This line of argument establishes a false binary, with “high-heeled” boots on one side and “cowboy” boots on the other, when they are actually overlapping categories. The height of a cowboy boot heel can vary from shoe to shoe, but the existence of a heel is non-negotiable: It’s the thing that would hold one’s foot in the stirrup of the saddle, the raison d’être of the boot. (A cowboy boot would never cop to having a French-kissy raison d’être, so let’s call it a big-boy purpose.)
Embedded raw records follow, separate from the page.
//! Account-service types shared between client and server
//!
//! Request/response DTOs plus the fixed failure vocabulary the service
//! speaks. The vocabulary words travel in the response envelope's `code`
//! field.

use serde::{Deserialize, Serialize};

/// Sign-up / sign-in request body.
#[derive(Debug, Clone, Serialize, Deserialize)]
pub struct Credentials {
    pub email: String,
    pub password: String,
}

/// Successful sign-up / sign-in payload.
#[derive(Debug, Clone, Serialize, Deserialize)]
pub struct TokenGrant {
    /// Account id; doubles as the `users` document key.
    pub uid: String,
    /// Opaque bearer token for store access.
    pub token: String,
}

/// Account-service failure vocabulary.
///
/// Sign-up failures: `EMAIL_EXISTS`, `WEAK_PASSWORD`, `INVALID_EMAIL`.
/// Sign-in failures: `NOT_FOUND`, `WRONG_PASSWORD`, `DISABLED`,
/// `TOO_MANY_ATTEMPTS`. Anything else is carried through in `Other` so it
/// can still be shown to the user.
#[derive(Debug, Clone, PartialEq, Eq)]
pub enum AuthCode {
    EmailExists,
    WeakPassword,
    InvalidEmail,
    NotFound,
    WrongPassword,
    Disabled,
    TooManyAttempts,
    Other(String),
}

impl AuthCode {
    /// Parse a wire code. Unknown codes land in `Other`.
    pub fn from_code(code: &str) -> Self {
        match code {
            "EMAIL_EXISTS" => AuthCode::EmailExists,
            "WEAK_PASSWORD" => AuthCode::WeakPassword,
            "INVALID_EMAIL" => AuthCode::InvalidEmail,
            "NOT_FOUND" => AuthCode::NotFound,
            "WRONG_PASSWORD" => AuthCode::WrongPassword,
            "DISABLED" => AuthCode::Disabled,
            "TOO_MANY_ATTEMPTS" => AuthCode::TooManyAttempts,
            other => AuthCode::Other(other.to_string()),
        }
    }

    /// Wire representation.
    pub fn code(&self) -> &str {
        match self {
            AuthCode::EmailExists => "EMAIL_EXISTS",
            AuthCode::WeakPassword => "WEAK_PASSWORD",
            AuthCode::InvalidEmail => "INVALID_EMAIL",
            AuthCode::NotFound => "NOT_FOUND",
            AuthCode::WrongPassword => "WRONG_PASSWORD",
            AuthCode::Disabled => "DISABLED",
            AuthCode::TooManyAttempts => "TOO_MANY_ATTEMPTS",
            AuthCode::Other(code) => code,
        }
    }

    /// User-facing message. Unmapped codes echo the raw code in title case.
    pub fn message(&self) -> String {
        match self {
            AuthCode::EmailExists => {
                "An account with this email already exists. Try logging in.".to_string()
            }
            AuthCode::WeakPassword => {
                "Password is too weak. Use at least 6 characters.".to_string()
            }
            AuthCode::InvalidEmail => "Invalid email address format.".to_string(),
            AuthCode::NotFound => "No account found with this email. Please sign up.".to_string(),
            AuthCode::WrongPassword => "Incorrect password. Please try again.".to_string(),
            AuthCode::Disabled => "This account has been disabled. Contact support.".to_string(),
            AuthCode::TooManyAttempts => "Too many attempts. Try again later.".to_string(),
            AuthCode::Other(code) => format!("Server error: {}", title_case(code)),
        }
    }
}

impl std::fmt::Display for AuthCode {
    // Display is the user-facing message; the raw word stays in `code()`.
    fn fmt(&self, f: &mut std::fmt::Formatter<'_>) -> std::fmt::Result {
        f.write_str(&self.message())
    }
}

/// `SOME_RAW_CODE` -> `Some Raw Code`.
fn title_case(code: &str) -> String {
    code.split('_')
        .filter(|word| !word.is_empty())
        .map(|word| {
            let mut chars = word.chars();
            match chars.next() {
                Some(first) => {
                    first.to_uppercase().collect::<String>() + &chars.as_str().to_lowercase()
                }
                None => String::new(),
            }
        })
        .collect::<Vec<_>>()
        .join(" ")
}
Of course, not every cowboy boot is as high-heeled as the ones DeSantis wears. There are plenty of options with lower, squared-off heels, but DeSantis prefers a higher, slanted heel—the kind that’s better suited to riding horses. Since DeSantis was not riding a horse at any of the political events at which he was photographed wearing these boots, there is only one reason why he would choose them: because he likes the way it makes him look. The main thing it makes him look is taller.
But conservatives are unwilling to admit that DeSantis’ shoes are both cowboy boots and high-heeled boots. Why? Because to do so would concede the blurred boundaries of gender presentation within this genre of footwear. For people invested in the militant regulation of gender norms, heels are a fraught territory. If a 2-inch heel is attached to a cowboy boot, it’s Big Mac, Super Bowl, troops. If it’s attached to any other kind of boot, it’s green juice, chick lit, drag queen. DeSantis would rather sign the Green New Deal in the front row of a Dixie Chicks concert than admit that the blocky thing on the bottom of his shoe is a “heel,” and he’ll hyperventilate into his bag of decommissioned MAGA hats if you try to convince him otherwise.
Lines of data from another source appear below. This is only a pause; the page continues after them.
//! Account service client

use crate::{ClientConfig, ClientError, ClientResult, HttpClient};
use shared::auth::{AuthCode, Credentials, TokenGrant};
use shared::response::ApiResponse;

/// Client for the sign-up / sign-in endpoints of the backend.
///
/// Successful calls return a [`TokenGrant`]; failures carry the service's
/// auth vocabulary as [`ClientError::Auth`], ready to show to the user.
#[derive(Debug, Clone)]
pub struct AccountClient {
    http: HttpClient,
    api_key: Option<String>,
}

impl AccountClient {
    pub fn new(config: &ClientConfig) -> Self {
        Self {
            http: HttpClient::new(config),
            api_key: config.api_key.clone(),
        }
    }

    /// Create an account for the given credentials.
    pub async fn sign_up(&self, email: &str, password: &str) -> ClientResult<TokenGrant> {
        tracing::debug!(email = %email, "Signing up");
        self.send("auth/sign_up", email, password).await
    }

    /// Sign in to an existing account.
    pub async fn sign_in(&self, email: &str, password: &str) -> ClientResult<TokenGrant> {
        tracing::debug!(email = %email, "Signing in");
        self.send("auth/sign_in", email, password).await
    }

    async fn send(&self, path: &str, email: &str, password: &str) -> ClientResult<TokenGrant> {
        let credentials = Credentials {
            email: email.to_string(),
            password: password.to_string(),
        };
        let mut query = Vec::new();
        if let Some(key) = &self.api_key {
            query.push(("key", key.clone()));
        }

        let response = self.http.post_raw(path, &query, &credentials).await?;
        if response.status().is_success() {
            let envelope: ApiResponse<TokenGrant> = response.json().await?;
            return envelope
                .data
                .ok_or_else(|| ClientError::InvalidResponse("Missing token grant".to_string()));
        }

        // Failure envelopes carry the vocabulary word in `code`.
        let text = response.text().await?;
        match serde_json::from_str::<ApiResponse<()>>(&text) {
            Ok(envelope) => Err(ClientError::Auth(AuthCode::from_code(&envelope.code))),
            Err(_) => Err(ClientError::Internal(text)),
        }
    }
}
//! In-process mock of the hosted backend.
//!
//! Serves the account endpoints and the document store over the same REST
//! surface as the real service, so integration tests and demos run without
//! network access.

pub mod api;
pub mod state;

pub use api::router;
pub use state::{AccountRecord, AppState, MAX_FAILED_ATTEMPTS};

use std::sync::Arc;

/// A running mock backend. Dropping the handle stops the server.
#[derive(Debug)]
pub struct ServerHandle {
    base_url: String,
    task: tokio::task::JoinHandle<()>,
}

impl ServerHandle {
    pub fn base_url(&self) -> &str {
        &self.base_url
    }
}

impl Drop for ServerHandle {
    fn drop(&mut self) {
        self.task.abort();
    }
}

/// Bind to an ephemeral local port and serve in the background.
pub async fn serve(state: Arc<AppState>) -> std::io::Result<ServerHandle> {
    let listener = tokio::net::TcpListener::bind("127.0.0.1:0").await?;
    let addr = listener.local_addr()?;
    let app = router(state);

    let task = tokio::spawn(async move {
        if let Err(e) = axum::serve(listener, app).await {
            tracing::error!(error = %e, "Mock backend stopped");
        }
    });

    Ok(ServerHandle {
        base_url: format!("http://{addr}"),
        task,
    })
}
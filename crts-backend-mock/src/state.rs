//! Mock backend state

use crts_client::MemoryStore;
use dashmap::DashMap;

/// Failed sign-in attempts tolerated before the account is locked out.
pub const MAX_FAILED_ATTEMPTS: u32 = 5;

/// One registered account.
#[derive(Debug, Clone)]
pub struct AccountRecord {
    pub uid: String,
    pub password: String,
    pub disabled: bool,
    pub failed_attempts: u32,
}

/// Shared state behind the mock routes.
#[derive(Debug, Default)]
pub struct AppState {
    /// Accounts keyed by email.
    pub accounts: DashMap<String, AccountRecord>,
    /// Issued bearer tokens, token to uid.
    pub tokens: DashMap<String, String>,
    /// Document store backing the `/store` routes.
    pub store: MemoryStore,
}

impl AppState {
    pub fn new() -> Self {
        Self::default()
    }

    /// Pre-register an account, returning its uid. Tests use this to set up
    /// disabled or locked accounts without going through sign-up.
    pub fn seed_account(&self, email: &str, password: &str, disabled: bool) -> String {
        let uid = uuid::Uuid::new_v4().simple().to_string();
        self.accounts.insert(
            email.to_string(),
            AccountRecord {
                uid: uid.clone(),
                password: password.to_string(),
                disabled,
                failed_attempts: 0,
            },
        );
        uid
    }
}
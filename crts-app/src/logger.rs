//! Logging Infrastructure
//!
//! Structured logging setup shared by examples, the mock backend, and tests.
//! Library code only emits `tracing` events; installing a subscriber is the
//! binary's job.

/// Initialize the logger
pub fn init_logger() {
    init_logger_with_level(None);
}

/// Initialize the logger with an explicit level (falls back to `info`)
pub fn init_logger_with_level(log_level: Option<&str>) {
    let level = log_level.unwrap_or("info");

    tracing_subscriber::fmt()
        .with_max_level(level.parse().unwrap_or(tracing::Level::INFO))
        .with_file(false)
        .with_line_number(false)
        .with_thread_ids(false)
        .with_target(false)
        .init();
}
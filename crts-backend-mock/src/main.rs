use std::sync::Arc;

use crts_backend_mock::AppState;

#[tokio::main]
async fn main() -> Result<(), Box<dyn std::error::Error>> {
    dotenv::dotenv().ok();
    tracing_subscriber::fmt().with_target(false).init();

    let port: u16 = std::env::var("PORT")
        .ok()
        .and_then(|p| p.parse().ok())
        .unwrap_or(8080);

    let state = Arc::new(AppState::new());
    let listener = tokio::net::TcpListener::bind(("127.0.0.1", port)).await?;
    tracing::info!("Mock backend listening on {}", listener.local_addr()?);

    axum::serve(listener, crts_backend_mock::router(state)).await?;
    Ok(())
}
//! Backend access for the complaint tracking system.
//!
//! Two services live behind one REST surface: the account service
//! (sign-up / sign-in, returning a uid and bearer token) and the document
//! store (schemaless records in named collections). The store is behind
//! the [`DocumentStore`] contract so application code runs unchanged
//! against the hosted backend ([`RestStore`]) or an in-process map
//! ([`MemoryStore`]).

pub mod accounts;
pub mod config;
pub mod error;
pub mod http;
pub mod store;

pub use accounts::AccountClient;
pub use config::{ClientConfig, DEFAULT_STAFF_SIGNUP_CODE};
pub use error::{ClientError, ClientResult};
pub use http::HttpClient;
pub use store::{Document, DocumentStore, MemoryStore, RestStore};

// Re-export shared types for convenience
pub use shared::auth::{AuthCode, Credentials, TokenGrant};
pub use shared::response::{API_CODE_SUCCESS, ApiResponse};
Two presidential cycles ago, another conservative Floridian, Sen. Marco Rubio, stepped onto the wrong side of this divide. While campaigning for the Republican presidential nomination in January 2016, the senator, whom the Washington Post’s “well-informed Florida sources” peg at 5’8”, wore a pair of shiny heeled boots on a visit to New Hampshire. His GOP primary competitors ridiculed the femininity of the look and all had a good laugh at his expense.
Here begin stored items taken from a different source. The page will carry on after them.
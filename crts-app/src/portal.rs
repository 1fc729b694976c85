//! Typed sign-in portals
//!
//! The two launchable front-ends differ only in who they admit and what
//! role self-signup grants, so both are the same `Portal` type with a kind
//! marker. The signed-in/signed-out distinction is a typestate: operations
//! that need a session only exist on `Portal<_, SignedIn>`, and `sign_in`
//! consumes the signed-out portal, handing it back inside the error so a
//! failed attempt can be retried.

use std::marker::PhantomData;
use std::sync::Arc;

use crts_client::{AccountClient, ClientConfig, DocumentStore, HttpClient, RestStore};
use shared::models::{Role, UserAccount};
use shared::validation::{
    MAX_NAME_LEN, MAX_PASSWORD_LEN, MIN_PASSWORD_LEN, looks_like_email, validate_required_text,
};

use crate::complaints::ComplaintService;
use crate::directory::{Directory, USERS};
use crate::error::AppError;
use crate::session::Session;

// ============================================================================
// Kind Markers
// ============================================================================

/// Submitter-facing portal. Admits every role; self-signup grants `user`.
#[derive(Debug, Clone, Copy)]
pub struct UserPortal;

/// Staff/admin portal. Admits elevated roles only; self-signup is gated by
/// the shared code and grants `staff`.
#[derive(Debug, Clone, Copy)]
pub struct StaffPortal;

/// Sealed trait for portal kinds.
pub trait PortalKind: kind_private::Sealed + Send + Sync + 'static {
    /// Portal name used in messages and log events.
    const NAME: &'static str;
    /// Role granted by self-signup through this portal.
    const SIGNUP_ROLE: Role;
    /// Whether an account with this role may sign in here.
    fn admits(role: Role) -> bool;
}

impl PortalKind for UserPortal {
    const NAME: &'static str = "user";
    const SIGNUP_ROLE: Role = Role::User;
    fn admits(_role: Role) -> bool {
        true
    }
}

impl PortalKind for StaffPortal {
    const NAME: &'static str = "staff";
    const SIGNUP_ROLE: Role = Role::Staff;
    fn admits(role: Role) -> bool {
        role.is_staff()
    }
}

mod kind_private {
    pub trait Sealed {}
    impl Sealed for super::UserPortal {}
    impl Sealed for super::StaffPortal {}
}

// ============================================================================
// State Markers
// ============================================================================

/// Signed-out state. Available transitions: `sign_in`, `sign_up`.
#[derive(Debug, Clone, Copy, Default)]
pub struct SignedOut;

/// Signed-in state, carrying the session and the authenticated store.
#[derive(Debug)]
pub struct SignedIn {
    session: Session,
    store: Arc<dyn DocumentStore>,
}

/// Sealed trait for portal states.
pub trait PortalState: state_private::Sealed + Send + Sync + 'static {}
impl PortalState for SignedOut {}
impl PortalState for SignedIn {}

mod state_private {
    pub trait Sealed {}
    impl Sealed for super::SignedOut {}
    impl Sealed for super::SignedIn {}
}

// ============================================================================
// Portal
// ============================================================================

/// One front-end's entry point.
///
/// The portal owns one HTTP connection pool; the authenticated store built
/// at sign-in shares it rather than opening a second one.
#[derive(Debug)]
pub struct Portal<P: PortalKind, S: PortalState> {
    config: ClientConfig,
    accounts: AccountClient,
    http: HttpClient,
    state: S,
    _kind: PhantomData<P>,
}

impl Portal<UserPortal, SignedOut> {
    /// Portal for complaint submitters.
    pub fn user(config: ClientConfig) -> Self {
        Self::signed_out(config)
    }

    /// Create a `user` account and sign in.
    pub async fn sign_up(
        self,
        name: &str,
        email: &str,
        password: &str,
    ) -> Result<Portal<UserPortal, SignedIn>, (AppError, Self)> {
        self.sign_up_as(name, email, password).await
    }
}

impl Portal<StaffPortal, SignedOut> {
    /// Portal for staff and admins.
    pub fn staff(config: ClientConfig) -> Self {
        Self::signed_out(config)
    }

    /// Create a `staff` account and sign in.
    ///
    /// A wrong signup code is rejected locally, before any network call.
    pub async fn sign_up(
        self,
        name: &str,
        email: &str,
        password: &str,
        signup_code: &str,
    ) -> Result<Portal<StaffPortal, SignedIn>, (AppError, Self)> {
        if signup_code != self.config.staff_signup_code {
            return Err((
                AppError::Validation("Invalid staff signup code".to_string()),
                self,
            ));
        }
        self.sign_up_as(name, email, password).await
    }
}

impl<P: PortalKind> Portal<P, SignedOut> {
    fn signed_out(config: ClientConfig) -> Self {
        Self {
            accounts: AccountClient::new(&config),
            http: HttpClient::new(&config),
            config,
            state: SignedOut,
            _kind: PhantomData,
        }
    }

    /// Sign in to an existing account.
    ///
    /// On failure the portal comes back inside the error, ready for the
    /// next attempt. The staff portal refuses accounts whose role is
    /// `user` even when the credentials are right.
    pub async fn sign_in(
        self,
        email: &str,
        password: &str,
    ) -> Result<Portal<P, SignedIn>, (AppError, Self)> {
        if let Err(message) = check_credentials(email, password) {
            return Err((AppError::Validation(message), self));
        }
        let grant = match self.accounts.sign_in(email.trim(), password).await {
            Ok(grant) => grant,
            Err(e) => return Err((e.into(), self)),
        };

        let store = self.store_with_token(&grant.token);
        let account = load_account(store.as_ref(), &grant.uid, email.trim()).await;
        if !P::admits(account.role) {
            tracing::warn!(
                portal = P::NAME,
                uid = %grant.uid,
                role = %account.role,
                "Sign-in refused for this portal"
            );
            return Err((
                AppError::Unauthorized(format!(
                    "This account is not authorized for the {} portal",
                    P::NAME
                )),
                self,
            ));
        }

        let session = Session {
            uid: grant.uid,
            email: account.email,
            name: account.name,
            role: account.role,
            token: grant.token,
        };
        tracing::info!(portal = P::NAME, uid = %session.uid, role = %session.role, "Signed in");
        Ok(self.into_signed_in(session, store))
    }

    async fn sign_up_as(
        self,
        name: &str,
        email: &str,
        password: &str,
    ) -> Result<Portal<P, SignedIn>, (AppError, Self)> {
        if let Err(message) = validate_required_text(name, "name", MAX_NAME_LEN) {
            return Err((AppError::Validation(message), self));
        }
        if let Err(message) = check_credentials(email, password) {
            return Err((AppError::Validation(message), self));
        }
        let grant = match self.accounts.sign_up(email.trim(), password).await {
            Ok(grant) => grant,
            Err(e) => return Err((e.into(), self)),
        };

        let store = self.store_with_token(&grant.token);
        let account = UserAccount {
            id: grant.uid.clone(),
            email: email.trim().to_string(),
            name: name.trim().to_string(),
            role: P::SIGNUP_ROLE,
        };
        // Best effort: the account exists even if this write fails, and a
        // missing record falls back to defaults on the next sign-in.
        match serde_json::to_value(&account) {
            Ok(record) => {
                if let Err(e) = store.put(USERS, &grant.uid, record).await {
                    tracing::warn!(uid = %grant.uid, error = %e, "Failed to write user record");
                }
            }
            Err(e) => tracing::warn!(uid = %grant.uid, error = %e, "Failed to encode user record"),
        }

        let session = Session {
            uid: grant.uid,
            email: account.email,
            name: account.name,
            role: account.role,
            token: grant.token,
        };
        tracing::info!(portal = P::NAME, uid = %session.uid, "Account created");
        Ok(self.into_signed_in(session, store))
    }

    fn store_with_token(&self, token: &str) -> Arc<dyn DocumentStore> {
        Arc::new(RestStore::with_http(self.http.clone().with_token(token)))
    }

    fn into_signed_in(self, session: Session, store: Arc<dyn DocumentStore>) -> Portal<P, SignedIn> {
        Portal {
            config: self.config,
            accounts: self.accounts,
            http: self.http,
            state: SignedIn { session, store },
            _kind: PhantomData,
        }
    }
}

impl<P: PortalKind> Portal<P, SignedIn> {
    /// The signed-in identity.
    pub fn session(&self) -> &Session {
        &self.state.session
    }

    /// Complaint operations over this session's store connection.
    pub fn complaints(&self) -> ComplaintService {
        ComplaintService::new(self.state.store.clone())
    }

    /// Directory operations over this session's store connection.
    pub fn directory(&self) -> Directory {
        Directory::new(self.state.store.clone())
    }

    /// Replace the carried session, e.g. after a rename.
    pub fn set_session(&mut self, session: Session) {
        self.state.session = session;
    }

    /// Sign out, returning to the login state.
    pub fn sign_out(self) -> Portal<P, SignedOut> {
        tracing::info!(portal = P::NAME, uid = %self.state.session.uid, "Signed out");
        Portal {
            config: self.config,
            accounts: self.accounts,
            http: self.http,
            state: SignedOut,
            _kind: PhantomData,
        }
    }
}

/// Local credential checks shared by sign-up and sign-in.
fn check_credentials(email: &str, password: &str) -> Result<(), String> {
    if !looks_like_email(email.trim()) {
        return Err("Enter a valid email address".to_string());
    }
    if password.len() < MIN_PASSWORD_LEN {
        return Err(format!(
            "Password must be at least {MIN_PASSWORD_LEN} characters"
        ));
    }
    if password.len() > MAX_PASSWORD_LEN {
        return Err(format!(
            "Password must be at most {MAX_PASSWORD_LEN} characters"
        ));
    }
    Ok(())
}

/// Read the user record after a grant. A missing or unreadable record falls
/// back to role `user` with the email's local part as display name.
async fn load_account(store: &dyn DocumentStore, uid: &str, email: &str) -> UserAccount {
    let fallback = || UserAccount {
        id: uid.to_string(),
        email: email.to_string(),
        name: email.split('@').next().unwrap_or(email).to_string(),
        role: Role::User,
    };
    match store.get(USERS, uid).await {
        Ok(Some(doc)) => match doc.parse::<UserAccount>() {
            Ok(mut account) => {
                account.id = uid.to_string();
                account
            }
            Err(e) => {
                tracing::warn!(uid = %uid, error = %e, "Malformed user record, using defaults");
                fallback()
            }
        },
        Ok(None) => {
            tracing::debug!(uid = %uid, "No user record, using defaults");
            fallback()
        }
        Err(e) => {
            tracing::warn!(uid = %uid, error = %e, "Failed to read user record, using defaults");
            fallback()
        }
    }
}

#[cfg(test)]
mod tests {
    use super::*;

    // Local rejections happen before any network call, so these tests point
    // the portal at an address nothing listens on.
    fn config() -> ClientConfig {
        ClientConfig::new("http://127.0.0.1:9")
            .with_timeout(1)
            .with_staff_signup_code("CODE-1")
    }

    #[tokio::test]
    async fn wrong_staff_code_is_rejected_locally() {
        let portal = Portal::staff(config());
        let (err, portal) = portal
            .sign_up("Sol", "sol@example.com", "hunter22", "WRONG")
            .await
            .unwrap_err();
        assert!(matches!(err, AppError::Validation(_)));

        // The portal comes back usable for the next attempt.
        let (err, _portal) = portal
            .sign_up("Sol", "sol@example.com", "hunter22", "still wrong")
            .await
            .unwrap_err();
        assert!(matches!(err, AppError::Validation(_)));
    }

    #[tokio::test]
    async fn malformed_email_is_rejected_locally() {
        let portal = Portal::user(config());
        let (err, portal) = portal.sign_in("not-an-email", "hunter22").await.unwrap_err();
        assert!(matches!(err, AppError::Validation(_)));

        let (err, _portal) = portal
            .sign_up("Uma", "dot@nowhere", "hunter22")
            .await
            .unwrap_err();
        assert!(matches!(err, AppError::Validation(_)));
    }

    #[tokio::test]
    async fn short_password_and_blank_name_are_rejected_locally() {
        let portal = Portal::user(config());
        let (err, portal) = portal
            .sign_up("Uma", "uma@example.com", "abc")
            .await
            .unwrap_err();
        assert!(matches!(err, AppError::Validation(_)));

        let (err, _portal) = portal
            .sign_up("   ", "uma@example.com", "hunter22")
            .await
            .unwrap_err();
        assert!(matches!(err, AppError::Validation(_)));
    }
}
Rubio’s heels were no higher than a cowboy boot’s, and they even had a similarly slanted heel. (His were technically Cuban heels, but to the untrained eye, they’re cowboy heels.) But because they lacked the stitching and shape of cowboy boots, they were cupcakes, Kesha, body glitter. Got it?
DeSantis and his supporters are determined to inoculate him from such associations. To admit that he cares enough about his appearance to deliberately alter it would reveal a side of him that is insecure, and thus vulnerable. There are not many socially acceptable ways for men devoted to classic American machismo to enhance their appearance (think: makeup) without compromising on their gender expression. The cowboy boot is one of them, nestled in the slender Venn diagram center of masculinizing footwear and height-augmenting footwear.
But the recent focus among DeSantis critics on his heeled footwear may do more to boost his image than to make him look desperate and vain. The more people talk about DeSantis’ cowboy boots, the less likely a Google search for “DeSantis boots” will turn up that photo of him wearing white, knee-high rubber boots in the aftermath of Hurricane Ian—one of the least flattering images of a politician in recent history. In contemporary politics, it’s not just the shoes that make the man. It’s the SEO.